== What the task requires ==
Among the entries that follow, how many lines contain the string "facing"? Write the number alone.

** Opening Listed entries block **

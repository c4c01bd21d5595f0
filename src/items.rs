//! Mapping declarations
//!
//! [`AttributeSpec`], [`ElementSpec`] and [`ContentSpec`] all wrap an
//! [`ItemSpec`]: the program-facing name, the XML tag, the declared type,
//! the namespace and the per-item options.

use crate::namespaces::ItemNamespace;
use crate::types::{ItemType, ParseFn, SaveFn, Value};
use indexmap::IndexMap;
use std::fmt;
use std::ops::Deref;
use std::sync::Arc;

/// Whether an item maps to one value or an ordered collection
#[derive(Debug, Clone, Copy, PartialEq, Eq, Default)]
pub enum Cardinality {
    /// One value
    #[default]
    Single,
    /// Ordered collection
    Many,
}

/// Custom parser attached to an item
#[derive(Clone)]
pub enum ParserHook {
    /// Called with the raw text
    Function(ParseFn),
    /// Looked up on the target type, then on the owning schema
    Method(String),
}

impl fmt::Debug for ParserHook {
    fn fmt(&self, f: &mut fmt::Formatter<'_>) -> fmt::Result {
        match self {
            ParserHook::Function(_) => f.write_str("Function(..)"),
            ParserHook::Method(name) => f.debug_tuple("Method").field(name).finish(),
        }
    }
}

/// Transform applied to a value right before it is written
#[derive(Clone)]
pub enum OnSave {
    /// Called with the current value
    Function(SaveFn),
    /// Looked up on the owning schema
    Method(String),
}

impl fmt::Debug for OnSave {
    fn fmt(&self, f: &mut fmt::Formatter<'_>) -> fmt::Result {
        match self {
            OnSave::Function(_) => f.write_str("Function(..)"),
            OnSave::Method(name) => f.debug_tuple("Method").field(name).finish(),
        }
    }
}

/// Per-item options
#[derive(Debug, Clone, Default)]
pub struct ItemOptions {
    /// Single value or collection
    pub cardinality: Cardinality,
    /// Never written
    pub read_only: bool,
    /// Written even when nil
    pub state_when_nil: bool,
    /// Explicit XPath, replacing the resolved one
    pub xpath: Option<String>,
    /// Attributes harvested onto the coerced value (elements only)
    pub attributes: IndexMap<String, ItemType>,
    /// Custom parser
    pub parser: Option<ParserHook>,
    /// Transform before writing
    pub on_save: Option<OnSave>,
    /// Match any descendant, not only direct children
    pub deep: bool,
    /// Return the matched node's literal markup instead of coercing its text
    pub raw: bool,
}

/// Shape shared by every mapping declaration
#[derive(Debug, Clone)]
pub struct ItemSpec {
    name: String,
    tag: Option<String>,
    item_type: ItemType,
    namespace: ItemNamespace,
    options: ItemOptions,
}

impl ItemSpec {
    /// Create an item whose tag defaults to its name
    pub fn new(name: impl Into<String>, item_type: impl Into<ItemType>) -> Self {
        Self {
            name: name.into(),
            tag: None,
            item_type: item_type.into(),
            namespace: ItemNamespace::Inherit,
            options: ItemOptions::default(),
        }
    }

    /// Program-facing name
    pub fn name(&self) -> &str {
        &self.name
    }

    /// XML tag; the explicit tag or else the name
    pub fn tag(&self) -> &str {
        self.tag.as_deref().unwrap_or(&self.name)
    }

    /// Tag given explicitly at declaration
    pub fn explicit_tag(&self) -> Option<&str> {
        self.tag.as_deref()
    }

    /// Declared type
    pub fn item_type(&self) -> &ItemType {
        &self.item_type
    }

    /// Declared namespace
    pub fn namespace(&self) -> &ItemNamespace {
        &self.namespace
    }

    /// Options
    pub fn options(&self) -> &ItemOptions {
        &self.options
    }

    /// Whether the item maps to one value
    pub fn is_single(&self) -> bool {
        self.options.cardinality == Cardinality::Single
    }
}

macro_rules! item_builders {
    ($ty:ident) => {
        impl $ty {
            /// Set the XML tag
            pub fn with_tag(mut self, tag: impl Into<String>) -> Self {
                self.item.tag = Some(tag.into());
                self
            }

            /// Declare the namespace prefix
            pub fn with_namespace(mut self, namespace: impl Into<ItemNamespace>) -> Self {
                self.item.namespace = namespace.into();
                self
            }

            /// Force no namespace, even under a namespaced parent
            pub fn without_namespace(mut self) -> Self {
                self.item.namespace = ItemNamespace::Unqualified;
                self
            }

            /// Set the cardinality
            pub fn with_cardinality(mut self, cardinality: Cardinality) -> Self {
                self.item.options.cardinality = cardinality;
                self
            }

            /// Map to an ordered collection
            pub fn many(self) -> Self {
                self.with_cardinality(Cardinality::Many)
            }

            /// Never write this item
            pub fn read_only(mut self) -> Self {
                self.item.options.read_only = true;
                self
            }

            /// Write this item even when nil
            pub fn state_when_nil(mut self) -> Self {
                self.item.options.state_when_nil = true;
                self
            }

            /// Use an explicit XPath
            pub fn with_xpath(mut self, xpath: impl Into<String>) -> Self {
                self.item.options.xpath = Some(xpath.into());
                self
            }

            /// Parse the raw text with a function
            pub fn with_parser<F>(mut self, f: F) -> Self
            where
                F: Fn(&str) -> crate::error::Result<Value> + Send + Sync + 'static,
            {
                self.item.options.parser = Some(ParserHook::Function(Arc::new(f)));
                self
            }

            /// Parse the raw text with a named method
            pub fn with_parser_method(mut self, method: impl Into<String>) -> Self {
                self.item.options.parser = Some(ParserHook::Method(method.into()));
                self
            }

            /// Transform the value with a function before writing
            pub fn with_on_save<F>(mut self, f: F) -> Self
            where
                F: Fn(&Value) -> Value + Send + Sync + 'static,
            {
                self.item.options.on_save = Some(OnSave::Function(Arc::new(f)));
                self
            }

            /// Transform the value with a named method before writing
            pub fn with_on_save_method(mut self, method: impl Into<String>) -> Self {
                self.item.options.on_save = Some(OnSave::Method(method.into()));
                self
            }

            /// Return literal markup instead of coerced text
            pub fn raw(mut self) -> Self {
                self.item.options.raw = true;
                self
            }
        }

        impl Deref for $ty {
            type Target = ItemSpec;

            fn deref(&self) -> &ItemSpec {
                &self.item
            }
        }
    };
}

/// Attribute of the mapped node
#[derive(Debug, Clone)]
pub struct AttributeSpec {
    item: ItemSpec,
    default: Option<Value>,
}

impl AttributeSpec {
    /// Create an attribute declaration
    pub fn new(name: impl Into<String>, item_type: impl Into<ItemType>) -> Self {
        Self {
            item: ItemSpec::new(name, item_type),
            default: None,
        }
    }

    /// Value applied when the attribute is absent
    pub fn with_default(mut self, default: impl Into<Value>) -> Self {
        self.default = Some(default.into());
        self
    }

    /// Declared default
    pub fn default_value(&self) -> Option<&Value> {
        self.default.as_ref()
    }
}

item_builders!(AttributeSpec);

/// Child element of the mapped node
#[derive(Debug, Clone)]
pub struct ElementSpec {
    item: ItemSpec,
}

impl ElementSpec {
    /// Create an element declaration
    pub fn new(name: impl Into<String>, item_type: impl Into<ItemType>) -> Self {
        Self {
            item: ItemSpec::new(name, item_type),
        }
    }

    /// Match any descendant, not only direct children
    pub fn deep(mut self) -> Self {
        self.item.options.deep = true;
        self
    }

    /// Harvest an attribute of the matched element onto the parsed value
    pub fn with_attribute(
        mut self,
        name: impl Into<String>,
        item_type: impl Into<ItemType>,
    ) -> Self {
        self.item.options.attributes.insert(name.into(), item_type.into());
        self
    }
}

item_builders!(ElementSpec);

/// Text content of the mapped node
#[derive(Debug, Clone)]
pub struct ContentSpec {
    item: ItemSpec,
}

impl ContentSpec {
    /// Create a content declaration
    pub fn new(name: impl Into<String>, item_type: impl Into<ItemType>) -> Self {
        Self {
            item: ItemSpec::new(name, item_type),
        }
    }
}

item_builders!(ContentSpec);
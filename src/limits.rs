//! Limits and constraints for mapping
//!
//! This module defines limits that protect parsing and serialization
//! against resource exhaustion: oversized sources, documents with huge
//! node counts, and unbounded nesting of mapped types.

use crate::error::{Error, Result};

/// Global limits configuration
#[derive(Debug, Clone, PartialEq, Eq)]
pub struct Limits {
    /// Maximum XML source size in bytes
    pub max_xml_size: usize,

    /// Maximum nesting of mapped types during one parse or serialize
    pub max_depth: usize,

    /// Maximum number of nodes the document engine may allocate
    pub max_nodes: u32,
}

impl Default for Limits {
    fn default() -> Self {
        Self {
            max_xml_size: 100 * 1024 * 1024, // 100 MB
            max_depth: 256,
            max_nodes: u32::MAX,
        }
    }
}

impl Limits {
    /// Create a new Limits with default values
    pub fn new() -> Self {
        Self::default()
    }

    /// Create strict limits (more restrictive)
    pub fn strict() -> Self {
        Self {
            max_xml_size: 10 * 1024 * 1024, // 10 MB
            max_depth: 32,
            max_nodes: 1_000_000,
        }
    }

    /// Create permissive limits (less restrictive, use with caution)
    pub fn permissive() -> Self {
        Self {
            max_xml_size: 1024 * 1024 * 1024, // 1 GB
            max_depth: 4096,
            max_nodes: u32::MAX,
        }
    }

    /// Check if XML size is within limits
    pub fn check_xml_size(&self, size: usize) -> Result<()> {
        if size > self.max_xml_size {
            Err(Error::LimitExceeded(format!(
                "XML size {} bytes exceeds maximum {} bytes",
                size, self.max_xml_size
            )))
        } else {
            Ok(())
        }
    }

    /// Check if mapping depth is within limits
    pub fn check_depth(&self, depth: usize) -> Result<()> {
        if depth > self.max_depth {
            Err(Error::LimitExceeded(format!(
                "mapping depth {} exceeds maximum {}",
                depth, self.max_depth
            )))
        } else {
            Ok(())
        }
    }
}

** Closing Listed entries block **

== Written reply ==
2